The people killed most of the brotherhood's members in a political uprising. No one knows if Pythagoras escaped or was killed. The entire brotherhood was destroyed in 400 B.C. Pythagoras and his followers believed that the human soul was immortal and returns to earth after it's body is killed into different people. Today, this is called reincarnation. He believed that animals and men are related and that a human soul might be born again in a animal.
This, he said, could be avoided if a man lived a perfect and righteous life. As a result, self-discipline, purity, and temperance were all virtues that the Pythagoreans tried to keep. The society gave Copernicus the first inkling that the sun was at the center of the universe. Pythagoras believed that the path of the planets must be circular. The circle, he argued, was the most perfect path.

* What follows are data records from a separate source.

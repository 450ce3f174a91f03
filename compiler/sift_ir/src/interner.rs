//! String interning for identifiers.
//!
//! One interner is owned by each compile session; there is no process-wide
//! table. Names are only meaningful relative to the interner that made them.

use std::fmt;

use rustc_hash::FxHashMap;

/// Interned identifier.
#[derive(Copy, Clone, PartialEq, Eq, Hash, PartialOrd, Ord)]
#[repr(transparent)]
pub struct Name(u32);

impl Name {
    /// Pre-interned `@`.
    pub const AT: Name = Name(0);

    #[inline]
    pub const fn raw(self) -> u32 {
        self.0
    }
}

impl fmt::Debug for Name {
    fn fmt(&self, f: &mut fmt::Formatter<'_>) -> fmt::Result {
        write!(f, "Name({})", self.0)
    }
}

/// Session-owned string interner.
#[derive(Debug)]
pub struct StringInterner {
    map: FxHashMap<Box<str>, Name>,
    strings: Vec<Box<str>>,
}

impl StringInterner {
    /// Create an interner with `@` pre-interned as [`Name::AT`].
    pub fn new() -> Self {
        let mut interner = StringInterner {
            map: FxHashMap::default(),
            strings: Vec::with_capacity(64),
        };
        interner.intern("@");
        interner
    }

    pub fn intern(&mut self, s: &str) -> Name {
        if let Some(&name) = self.map.get(s) {
            return name;
        }
        let name = Name(self.strings.len() as u32);
        self.strings.push(Box::from(s));
        self.map.insert(Box::from(s), name);
        name
    }

    /// Look up an already-interned string without inserting it.
    pub fn get(&self, s: &str) -> Option<Name> {
        self.map.get(s).copied()
    }

    /// The text of a name. Foreign names resolve to the empty string.
    pub fn lookup(&self, name: Name) -> &str {
        self.strings.get(name.0 as usize).map_or("", |s| s)
    }

    pub fn len(&self) -> usize {
        self.strings.len()
    }

    pub fn is_empty(&self) -> bool {
        self.strings.is_empty()
    }
}

impl Default for StringInterner {
    fn default() -> Self {
        Self::new()
    }
}
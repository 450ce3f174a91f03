use std::io::Cursor;
use std::sync::Arc;

use super::*;
use pretty_assertions::assert_eq;
use sift_diagnostic::RuntimeError;
use sift_value::MapMode;

use crate::input::Lines;

fn session() -> Session {
    Session::new(Arc::new(sift_eval::default_registry()), MapMode::Ordered)
}

fn numbers(n: u32) -> Lines<Cursor<String>> {
    let text: String = (1..=n).map(|i| format!("{i}\n")).collect();
    Lines::new(Cursor::new(text))
}

fn sorted_lines(text: &str) -> Vec<u64> {
    let mut values: Vec<u64> = text.lines().map(|l| l.parse().unwrap()).collect();
    values.sort_unstable();
    values
}

#[test]
fn test_split_at_the_first_arrow() {
    let split = Split::new("int(@) --> sum(@)");
    assert_eq!(split.scatter, "int(@) ");
    assert_eq!(split.gather, " sum(@)");
    assert_eq!(split.gather_offset, 10);

    assert_eq!(Split::new("count(@)").gather, "@");
    assert_eq!(Split::new("int(@) -->").gather, "@");
}

#[test]
fn test_single_worker_keeps_order() {
    let out = run(&session(), "[int(@) * 2 : @]", 1, numbers(4)).unwrap();
    assert_eq!(out, "2\n4\n6\n8");
}

#[test]
fn test_gather_reduces_all_workers() {
    let out = run(&session(), "uint(@) --> sum(@)", 4, numbers(100)).unwrap();
    assert_eq!(out, "5050");
}

#[test]
fn test_workers_partition_the_input() {
    let out = run(&session(), "uint(@)", 3, numbers(50)).unwrap();
    assert_eq!(sorted_lines(&out), (1..=50).collect::<Vec<u64>>());
}

#[test]
fn test_scalar_worker_results_are_wrapped() {
    let out = run(&session(), "count(@) --> sum(@)", 2, numbers(10)).unwrap();
    assert_eq!(out, "10");
}

#[test]
fn test_worker_errors_abort_the_run() {
    let input = Lines::new(Cursor::new("1\nx\n3\n".to_string()));
    match run(&session(), "int(@)", 2, input) {
        Err(Error::Runtime(RuntimeError::Worker { .. })) => {}
        other => panic!("expected a worker error, got {other:?}"),
    }
}

#[test]
fn test_sequence_elements_are_rejected() {
    let result = run(&session(), "[[@ : cut(@, ',')] : @]", 2, numbers(1));
    assert!(matches!(
        result,
        Err(Error::Type(TypeError::StoredSequence { .. }))
    ));
}

#[test]
fn test_gather_parse_errors_point_into_the_whole_program() {
    match run(&session(), "@ --> 1 +", 1, numbers(1)) {
        Err(Error::Parse(err)) => assert!(err.offset >= 5),
        other => panic!("expected a parse error, got {other:?}"),
    }
}
//! Line input.

use std::io::BufRead;
use std::sync::Arc;

use parking_lot::Mutex;
use sift_diagnostic::input_failed;
use sift_value::{EvalResult, Iterate, Sequence, Value};

/// Lines of a reader with the line terminator (`\n` or `\r\n`) removed.
pub struct Lines<R> {
    reader: R,
    buf: String,
}

impl<R: BufRead + Send> Lines<R> {
    pub fn new(reader: R) -> Self {
        Lines {
            reader,
            buf: String::new(),
        }
    }
}

impl<R: BufRead + Send> Iterate for Lines<R> {
    fn next(&mut self) -> EvalResult<Option<Value>> {
        self.buf.clear();
        let read = self.reader.read_line(&mut self.buf).map_err(|e| input_failed(&e))?;
        if read == 0 {
            return Ok(None);
        }
        let line = self.buf.strip_suffix('\n').unwrap_or(&self.buf);
        let line = line.strip_suffix('\r').unwrap_or(line);
        Ok(Some(Value::string(line)))
    }
}

/// The lines of `reader` as a sequence.
pub fn lines(reader: impl BufRead + Send + 'static) -> Sequence {
    Sequence::new(Lines::new(reader))
}

/// One upstream shared by several consumers on different threads.
///
/// Unlike cloning a [`Sequence`], which fails on concurrent pulls, each
/// pull here waits for the lock, so consumers take turns one element at a
/// time.
#[derive(Clone)]
pub struct SharedSource(Arc<Mutex<Box<dyn Iterate>>>);

impl SharedSource {
    pub fn new(source: impl Iterate + 'static) -> Self {
        SharedSource(Arc::new(Mutex::new(Box::new(source))))
    }

    /// A per-consumer handle.
    pub fn sequence(&self) -> Sequence {
        Sequence::new(self.clone())
    }
}

impl Iterate for SharedSource {
    fn next(&mut self) -> EvalResult<Option<Value>> {
        self.0.lock().next()
    }
}

#[cfg(test)]
#[allow(
    clippy::unwrap_used,
    reason = "tests use unwrap to panic on unexpected state"
)]
mod tests;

The earth, the stars, the planets, and th universe as a whole were also spherical, he said, because the sphere is the most perfect solid figure. In addition to astronomers and mathematicians, the brotherhood had biologists and anatomists. They discovered the optic nerve and the Eustachian tubes. The Pythagoreans brought their knowledge of science into the realms of music. Pythagoras sad that a musical note is a pure sound that is pleasing to the ear.
He noticed that when certain pitches were played together, harmony was produced, while when other pitches were played together, the sound was altogether jarring. He discovered that a simultaneous note produced by strings had the lengths in simple ratios one to the other to produce harmony. Musicians know these combinations to be the purest. Two hundred years later, Aristotle said this of the Pythagoreans, 'They applied themselves to the study of mathematics and were the first to advance in science".
Present day scientists are still trying to reduce the universe to the certainties of mathematical formulas, just like Pythagoras.